The results of treatment were studied in 35 children (53 feet) for the period of 3 months and estimated according to the 4 grade scale. The results are recognized as excellent in 42 (79,3%), good - in 6 (11,3%), satisfactory - in 5 (9,4%) cases. There were no unsatisfactory results. There was no need in surgical treatment in the given group of patients.
Введение
Косолапость является одной из наиболее частых врожденных деформаций. Ежегодно в мире более 100 тысяч детей рождаются с этим пороком [4, 7, 16].
В настоящее время лечение детей с врожденной косолапостью начинают с первых дней жизни методом этапного гипсования [3-4, 11-12, 14, 16, 18]. Данный метод эффективен у детей с деформациями стоп легкой степени. Но при тяжелой косолапости лечение может затягиваться до 6-12-месячного возраста, когда детям с клинико-рентгенологическими признаками неисправленной косолапости предлагаются различные варианты хирургического лечения [1, 2, 5-9, 15, 17]. Несмотря на большое разнообразие применяемых операций, социальная адаптация пациентов часто снижена, а результаты разочаровывают хирургов. Даже после полной хирургической коррекции деформации возникают контрактуры, ранний дегенеративный артрит суставов заднего и среднего отделов стопы [13, 16].

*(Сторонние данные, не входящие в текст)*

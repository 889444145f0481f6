/// Authorization policy shared by both transport adapters
///
/// Every protected operation goes through [`can_perform`] so the REST and
/// gRPC surfaces cannot drift apart. Adapters call [`require`] before
/// invoking the service layer; the service itself carries no authorization
/// logic.
use crate::error::{IdentityError, Result};
use crate::models::{PublicUser, Role};
use uuid::Uuid;

/// The authenticated caller, resolved from a validated bearer token
#[derive(Debug, Clone)]
pub struct Actor {
    pub id: Uuid,
    pub role: Role,
}

impl From<&PublicUser> for Actor {
    fn from(user: &PublicUser) -> Self {
        Self {
            id: user.id,
            role: user.role,
        }
    }
}

/// A logical operation on the identity service.
///
/// `target` is `None` when the requested id is structurally invalid: no
/// account owns it, so only admins proceed (to a not-found outcome).
#[derive(Debug, Clone)]
pub enum Operation {
    ListUsers,
    ReadUser { target: Option<Uuid> },
    ReadUserByUsername,
    Register,
    UpdateUser { target: Option<Uuid>, changes_role: bool },
    DeleteUser { target: Option<Uuid> },
    Authenticate,
}

/// The authorization matrix:
///
/// | Operation            | Allowed callers                              |
/// |----------------------|----------------------------------------------|
/// | list accounts        | admin only                                   |
/// | read account by id   | admin, or the account's own owner            |
/// | read by username     | anyone (public)                              |
/// | register             | anyone (public)                              |
/// | update account       | admin, or owner; only admin may change role  |
/// | delete account       | admin, or owner                              |
/// | authenticate (login) | anyone (public)                              |
pub fn can_perform(actor: Option<&Actor>, operation: &Operation) -> bool {
    let is_admin = matches!(actor, Some(a) if a.role == Role::Admin);
    let owns = |target: &Option<Uuid>| match (actor, target) {
        (Some(a), Some(t)) => a.id == *t,
        _ => false,
    };

    match operation {
        Operation::ReadUserByUsername | Operation::Register | Operation::Authenticate => true,
        Operation::ListUsers => is_admin,
        Operation::ReadUser { target } | Operation::DeleteUser { target } => {
            is_admin || owns(target)
        }
        Operation::UpdateUser {
            target,
            changes_role,
        } => is_admin || (owns(target) && !changes_role),
    }
}

/// Enforce the matrix, mapping a denial to the caller-visible error:
/// no credentials at all is `Unauthenticated`, insufficient role or
/// ownership is `Forbidden`.
pub fn require(actor: Option<&Actor>, operation: &Operation) -> Result<()> {
    if can_perform(actor, operation) {
        Ok(())
    } else if actor.is_none() {
        Err(IdentityError::Unauthenticated)
    } else {
        Err(IdentityError::Forbidden)
    }
}
/// gRPC server module for the identity service
///
/// Exports:
/// - IdentityServiceServer: gRPC service implementation
/// - atrium: Generated protobuf types from identity.proto
pub mod server;

pub use server::atrium;
pub use server::IdentityServiceServer;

В связи с этим в мире возрастает интерес к методу I. Ponseti [16], при котором в 98-100% наблюдений достигается полная коррекция косолапости независимо от тяжести деформации, включая больных с артрогрипозом, неврогенны-ми деформациями, заболеваниями соединительной ткани и кожи.
Цель работы - улучшить результаты лечения врожденной косолапости у детей.
Материал и методы
В мае 2006 года в нашей клинике состоялся международный семинар с участием детских ортопедов США (V.C. Sheffield M.D. Ph.D, J.A Morcuende M.D. Ph.D, University of Iowa; M.B. Dobbs M.D. Washington University in St. Louis), посвященный лечению детей с врожденной косолапостью методом I. Ponseti и внедрению его в практику нашей больницы. Начиная с этого момента, всех детей, обратившихся в нашу клинику с данной патологией, лечили методом I.Ponseti. В настоящее время мы располагаем опытом лечения 60 пациентов в возрасте от 7 дней
до 3 лет с врожденной косолапостью (97 стоп). До лечения степень деформации оценивалась по шкале А. Dimeglio [10] и варьировала от 15 до 20 баллов, что соответствовало тяжелой врожденной косолапости. В процессе лечения детям были выполнены 86 ахиллотомий. Среднее количество сменных гипсовых повязок на одной нижней конечности до полной коррекции стопы составило - 4,6, а средний срок лечения одного ребенка (до назначения брейсов) продолжался 38 дней.
Метод I. Рошей основан на последовательных манипуляциях стопой во время наложения гипсовой повязки (рис. 1).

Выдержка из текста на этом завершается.